** Opening Given data block **

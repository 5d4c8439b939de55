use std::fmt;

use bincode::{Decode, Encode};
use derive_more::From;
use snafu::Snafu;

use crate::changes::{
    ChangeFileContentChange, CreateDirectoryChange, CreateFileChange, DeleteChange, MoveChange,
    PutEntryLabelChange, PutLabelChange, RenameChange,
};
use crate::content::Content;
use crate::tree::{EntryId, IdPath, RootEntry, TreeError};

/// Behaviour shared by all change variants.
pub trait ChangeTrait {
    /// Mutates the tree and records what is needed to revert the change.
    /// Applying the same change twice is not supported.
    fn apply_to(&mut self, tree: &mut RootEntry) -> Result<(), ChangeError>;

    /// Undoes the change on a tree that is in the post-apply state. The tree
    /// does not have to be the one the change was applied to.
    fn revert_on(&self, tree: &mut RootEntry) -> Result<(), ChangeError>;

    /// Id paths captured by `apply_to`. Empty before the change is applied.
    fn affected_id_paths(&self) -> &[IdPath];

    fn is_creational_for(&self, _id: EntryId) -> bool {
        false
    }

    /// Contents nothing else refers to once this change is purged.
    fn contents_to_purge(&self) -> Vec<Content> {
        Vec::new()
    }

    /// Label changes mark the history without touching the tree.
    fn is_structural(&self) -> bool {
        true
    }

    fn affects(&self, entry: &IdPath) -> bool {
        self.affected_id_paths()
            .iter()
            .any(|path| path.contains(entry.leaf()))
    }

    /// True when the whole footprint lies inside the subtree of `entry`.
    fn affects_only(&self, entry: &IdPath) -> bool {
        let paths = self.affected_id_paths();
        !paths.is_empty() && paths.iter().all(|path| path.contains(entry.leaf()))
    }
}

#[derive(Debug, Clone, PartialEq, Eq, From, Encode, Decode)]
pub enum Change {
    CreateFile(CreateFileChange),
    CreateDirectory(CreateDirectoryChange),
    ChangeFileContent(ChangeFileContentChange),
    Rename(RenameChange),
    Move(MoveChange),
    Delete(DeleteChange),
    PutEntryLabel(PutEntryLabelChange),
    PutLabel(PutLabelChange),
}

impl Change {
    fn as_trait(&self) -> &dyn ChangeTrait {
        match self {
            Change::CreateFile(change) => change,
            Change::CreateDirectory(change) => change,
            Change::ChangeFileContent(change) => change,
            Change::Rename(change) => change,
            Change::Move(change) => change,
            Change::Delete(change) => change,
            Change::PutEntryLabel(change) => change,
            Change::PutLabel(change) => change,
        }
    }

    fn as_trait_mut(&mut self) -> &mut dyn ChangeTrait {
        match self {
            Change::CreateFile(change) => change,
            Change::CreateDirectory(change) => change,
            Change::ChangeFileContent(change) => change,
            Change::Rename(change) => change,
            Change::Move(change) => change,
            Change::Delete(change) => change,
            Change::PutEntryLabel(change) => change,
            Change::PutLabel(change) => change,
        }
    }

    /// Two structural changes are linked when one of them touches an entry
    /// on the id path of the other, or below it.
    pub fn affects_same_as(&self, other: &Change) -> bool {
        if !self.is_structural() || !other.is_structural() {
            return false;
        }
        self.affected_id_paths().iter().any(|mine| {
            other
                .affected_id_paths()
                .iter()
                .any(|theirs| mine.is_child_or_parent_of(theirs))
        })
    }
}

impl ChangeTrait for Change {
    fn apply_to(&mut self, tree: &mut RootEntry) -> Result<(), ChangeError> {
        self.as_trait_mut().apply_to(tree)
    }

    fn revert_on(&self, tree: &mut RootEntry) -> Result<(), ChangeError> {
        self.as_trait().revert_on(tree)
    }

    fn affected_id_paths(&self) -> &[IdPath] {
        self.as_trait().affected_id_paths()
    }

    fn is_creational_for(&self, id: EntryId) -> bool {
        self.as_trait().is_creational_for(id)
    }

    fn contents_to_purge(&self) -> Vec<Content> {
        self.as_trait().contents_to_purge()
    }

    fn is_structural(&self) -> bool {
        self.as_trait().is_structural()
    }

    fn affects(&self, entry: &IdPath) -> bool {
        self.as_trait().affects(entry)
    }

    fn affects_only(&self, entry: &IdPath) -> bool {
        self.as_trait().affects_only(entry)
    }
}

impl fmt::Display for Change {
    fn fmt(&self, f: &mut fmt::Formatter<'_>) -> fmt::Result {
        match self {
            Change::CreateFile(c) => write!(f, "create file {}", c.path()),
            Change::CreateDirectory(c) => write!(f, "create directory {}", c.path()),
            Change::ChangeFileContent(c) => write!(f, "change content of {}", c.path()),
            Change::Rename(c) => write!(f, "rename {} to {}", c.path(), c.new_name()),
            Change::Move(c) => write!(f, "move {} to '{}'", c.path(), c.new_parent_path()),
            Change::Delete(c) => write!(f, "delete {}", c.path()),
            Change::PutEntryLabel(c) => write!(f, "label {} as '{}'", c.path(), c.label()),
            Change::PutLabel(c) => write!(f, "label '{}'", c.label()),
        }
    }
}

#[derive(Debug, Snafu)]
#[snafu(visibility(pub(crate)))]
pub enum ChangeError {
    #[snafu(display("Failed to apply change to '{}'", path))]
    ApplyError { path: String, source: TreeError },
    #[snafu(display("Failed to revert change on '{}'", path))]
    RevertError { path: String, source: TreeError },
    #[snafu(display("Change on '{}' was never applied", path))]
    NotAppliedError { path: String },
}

** Closing Given data block **

* Task item
Restate each entry word for word.

* Response
repository 5d4c8439b939de55
use std::fmt;

use bincode::{Decode, Encode};
use derive_more::From;
use snafu::Snafu;

use crate::changes::{
    ChangeFileContentChange, CreateDirectoryChange, CreateFileChange, DeleteChange, MoveChange,
    PutEntryLabelChange, PutLabelChange, RenameChange,
};
use crate::content::Content;
use crate::tree::{EntryId, IdPath, RootEntry, TreeError};

/// Behaviour shared by all change variants.
pub trait ChangeTrait {
    /// Mutates the tree and records what is needed to revert the change.
    /// Applying the same change twice is not supported.
    fn apply_to(&mut self, tree: &mut RootEntry) -> Result<(), ChangeError>;

    /// Undoes the change on a tree that is in the post-apply state. The tree
    /// does not have to be the one the change was applied to.
    fn revert_on(&self, tree: &mut RootEntry) -> Result<(), ChangeError>;

    /// Id paths captured by `apply_to`. Empty before the change is applied.
    fn affected_id_paths(&self) -> &[IdPath];

    fn is_creational_for(&self, _id: EntryId) -> bool {
        false
    }

    /// Contents nothing else refers to once this change is purged.
    fn contents_to_purge(&self) -> Vec<Content> {
        Vec::new()
    }

    /// Label changes mark the history without touching the tree.
    fn is_structural(&self) -> bool {
        true
    }

    fn affects(&self, entry: &IdPath) -> bool {
        self.affected_id_paths()
            .iter()
            .any(|path| path.contains(entry.leaf()))
    }

    /// True when the whole footprint lies inside the subtree of `entry`.
    fn affects_only(&self, entry: &IdPath) -> bool {
        let paths = self.affected_id_paths();
        !paths.is_empty() && paths.iter().all(|path| path.contains(entry.leaf()))
    }
}

#[derive(Debug, Clone, PartialEq, Eq, From, Encode, Decode)]
pub enum Change {
    CreateFile(CreateFileChange),
    CreateDirectory(CreateDirectoryChange),
    ChangeFileContent(ChangeFileContentChange),
    Rename(RenameChange),
    Move(MoveChange),
    Delete(DeleteChange),
    PutEntryLabel(PutEntryLabelChange),
    PutLabel(PutLabelChange),
}

impl Change {
    fn as_trait(&self) -> &dyn ChangeTrait {
        match self {
            Change::CreateFile(change) => change,
            Change::CreateDirectory(change) => change,
            Change::ChangeFileContent(change) => change,
            Change::Rename(change) => change,
            Change::Move(change) => change,
            Change::Delete(change) => change,
            Change::PutEntryLabel(change) => change,
            Change::PutLabel(change) => change,
        }
    }

    fn as_trait_mut(&mut self) -> &mut dyn ChangeTrait {
        match self {
            Change::CreateFile(change) => change,
            Change::CreateDirectory(change) => change,
            Change::ChangeFileContent(change) => change,
            Change::Rename(change) => change,
            Change::Move(change) => change,
            Change::Delete(change) => change,
            Change::PutEntryLabel(change) => change,
            Change::PutLabel(change) => change,
        }
    }

    /// Two structural changes are linked when one of them touches an entry
    /// on the id path of the other, or below it.
    pub fn affects_same_as(&self, other: &Change) -> bool {
        if !self.is_structural() || !other.is_structural() {
            return false;
        }
        self.affected_id_paths().iter().any(|mine| {
            other
                .affected_id_paths()
                .iter()
                .any(|theirs| mine.is_child_or_parent_of(theirs))
        })
    }
}

impl ChangeTrait for Change {
    fn apply_to(&mut self, tree: &mut RootEntry) -> Result<(), ChangeError> {
        self.as_trait_mut().apply_to(tree)
    }

    fn revert_on(&self, tree: &mut RootEntry) -> Result<(), ChangeError> {
        self.as_trait().revert_on(tree)
    }

    fn affected_id_paths(&self) -> &[IdPath] {
        self.as_trait().affected_id_paths()
    }

    fn is_creational_for(&self, id: EntryId) -> bool {
        self.as_trait().is_creational_for(id)
    }

    fn contents_to_purge(&self) -> Vec<Content> {
        self.as_trait().contents_to_purge()
    }

    fn is_structural(&self) -> bool {
        self.as_trait().is_structural()
    }

    fn affects(&self, entry: &IdPath) -> bool {
        self.as_trait().affects(entry)
    }

    fn affects_only(&self, entry: &IdPath) -> bool {
        self.as_trait().affects_only(entry)
    }
}

impl fmt::Display for Change {
    fn fmt(&self, f: &mut fmt::Formatter<'_>) -> fmt::Result {
        match self {
            Change::CreateFile(c) => write!(f, "create file {}", c.path()),
            Change::CreateDirectory(c) => write!(f, "create directory {}", c.path()),
            Change::ChangeFileContent(c) => write!(f, "change content of {}", c.path()),
            Change::Rename(c) => write!(f, "rename {} to {}", c.path(), c.new_name()),
            Change::Move(c) => write!(f, "move {} to '{}'", c.path(), c.new_parent_path()),
            Change::Delete(c) => write!(f, "delete {}", c.path()),
            Change::PutEntryLabel(c) => write!(f, "label {} as '{}'", c.path(), c.label()),
            Change::PutLabel(c) => write!(f, "label '{}'", c.label()),
        }
    }
}

#[derive(Debug, Snafu)]
#[snafu(visibility(pub(crate)))]
pub enum ChangeError {
    #[snafu(display("Failed to apply change to '{}'", path))]
    ApplyError { path: String, source: TreeError },
    #[snafu(display("Failed to revert change on '{}'", path))]
    RevertError { path: String, source: TreeError },
    #[snafu(display("Change on '{}' was never applied", path))]
    NotAppliedError { path: String },
}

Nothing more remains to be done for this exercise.